If you compare this program with the previous program, you'll see that only two things differ. The first difference is that the ARRAY statement here defines the lower bound of the *qxs* array to be 3 and the upper bound to be 6. In general, you can always define the lower and upper bounds of any array dimension in this way, namely by specifying the lower bound, then a colon (:), and then the upper bound. The second difference is that, for the DO loop, the bounds on the index variable *i* are specifically defined here to be between 3 and 6 rather than 1 to DIM(*qxs*) (which in this case is 4).

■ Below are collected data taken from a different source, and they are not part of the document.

use std::path::PathBuf;

use crate::app_config::AppConfig;
use crate::ConfigError;

/// Load application configuration from environment variables.
///
/// Calls `dotenvy::dotenv().ok()` to load `.env` files before reading env vars.
///
/// # Errors
///
/// Returns `ConfigError` if a value is present but invalid.
pub fn load_app_config() -> Result<AppConfig, ConfigError> {
    dotenvy::dotenv().ok();
    load_app_config_from_env()
}

/// Load application configuration from environment variables already in the process.
///
/// Unlike [`load_app_config`], this does NOT load `.env` files.
///
/// # Errors
///
/// Returns `ConfigError` if a value is present but invalid.
pub fn load_app_config_from_env() -> Result<AppConfig, ConfigError> {
    build_app_config(|key| std::env::var(key))
}

/// Build application configuration using the provided env-var lookup function.
///
/// Decoupled from the real environment so tests can feed a `HashMap`.
fn build_app_config<F>(lookup: F) -> Result<AppConfig, ConfigError>
where
    F: Fn(&str) -> Result<String, std::env::VarError>,
{
    let defaults = AppConfig::default();

    let or_default = |var: &str, default: String| -> String { lookup(var).unwrap_or(default) };

    let parse_u64 = |var: &str, default: u64| -> Result<u64, ConfigError> {
        match lookup(var) {
            Ok(raw) => raw
                .trim()
                .parse::<u64>()
                .map_err(|e| ConfigError::InvalidEnvVar {
                    var: var.to_string(),
                    reason: e.to_string(),
                }),
            Err(_) => Ok(default),
        }
    };

    let parse_timeout = |var: &str, default: u64| -> Result<u64, ConfigError> {
        let value = parse_u64(var, default)?;
        if value == 0 {
            return Err(ConfigError::InvalidEnvVar {
                var: var.to_string(),
                reason: "timeout must be greater than zero".to_string(),
            });
        }
        Ok(value)
    };

    let log_level = or_default("SHOPCOLLECT_LOG_LEVEL", defaults.log_level);
    let locate_timeout_ms =
        parse_timeout("SHOPCOLLECT_LOCATE_TIMEOUT_MS", defaults.locate_timeout_ms)?;
    let next_control_timeout_ms = parse_timeout(
        "SHOPCOLLECT_NEXT_TIMEOUT_MS",
        defaults.next_control_timeout_ms,
    )?;
    let settle_delay_ms = parse_u64("SHOPCOLLECT_SETTLE_DELAY_MS", defaults.settle_delay_ms)?;
    let render_delay_ms = parse_u64("SHOPCOLLECT_RENDER_DELAY_MS", defaults.render_delay_ms)?;
    let export_dir = lookup("SHOPCOLLECT_EXPORT_DIR").map_or(defaults.export_dir, PathBuf::from);

    Ok(AppConfig {
        log_level,
        locate_timeout_ms,
        next_control_timeout_ms,
        settle_delay_ms,
        render_delay_ms,
        export_dir,
    })
}

#[cfg(test)]
#[path = "config_test.rs"]
mod tests;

Now, launch and run * * the SAS program. Then, review the output from the PRINT procedure to convince yourself that the program does indeed recode the four variables *q3*, *q4*, *q5*, and *q6* just as in the previous program.

## Example 19.14

Now, there's still a little bit more that we can do to automate the handling of the bounds of an array dimension. The following program again uses a one-dimensional array *qxs* to recode four survey variables as did the previous two programs. Here, though, an asterisk (*) is used to tell SAS to determine the dimension of the *qxs* array, and the LBOUND and HBOUND functions are used to tell SAS to determine, respectively, the lower and upper bounds of the DO loop's index variable dynamically:

```
DATA survey3 (DROP = i);
INPUT subj q1 q2 q3 q4 q5 q6;
ARRAY qxs(*) q3-q6;
DO i = lbound(qxs) to hbound(qxs);
qxs(i) = qxs(i) - 1;
END;
DATALINES;
1001 1 2 1 2 1 1
1002 2 1 2 2 2 1
1003 2 2 2 1 . 2
1004 1 . 1 1 1 2
1005 2 1 2 2 2 1
;
RUN;
PROC PRINT data = survey3;
TITLE 'The survey data by changing upper and lower bounds automatically';
RUN;
```

If you compare this program with the previous program, you'll see that only two things differ. The first difference is that the asterisk (*) that appears in the the ARRAY statement tells SAS to determine the bounds on the dimensions of the array during the declaration of *qxs*. SAS counts the number of elements in the array and determines that the dimension of *qxs* is 4. The second difference is that, for the DO loop, the bounds on the index variable *i* are determined dynamically to be between LBOUND(*qxs*) and HBOUND(*qxs*).

Now, launch and run * * the SAS program. Then, review the output from the PRINT procedure to convince yourself that the program does indeed recode the four variables *q3*, *q4*, *q5*, and *q6* just as in the previous two programs.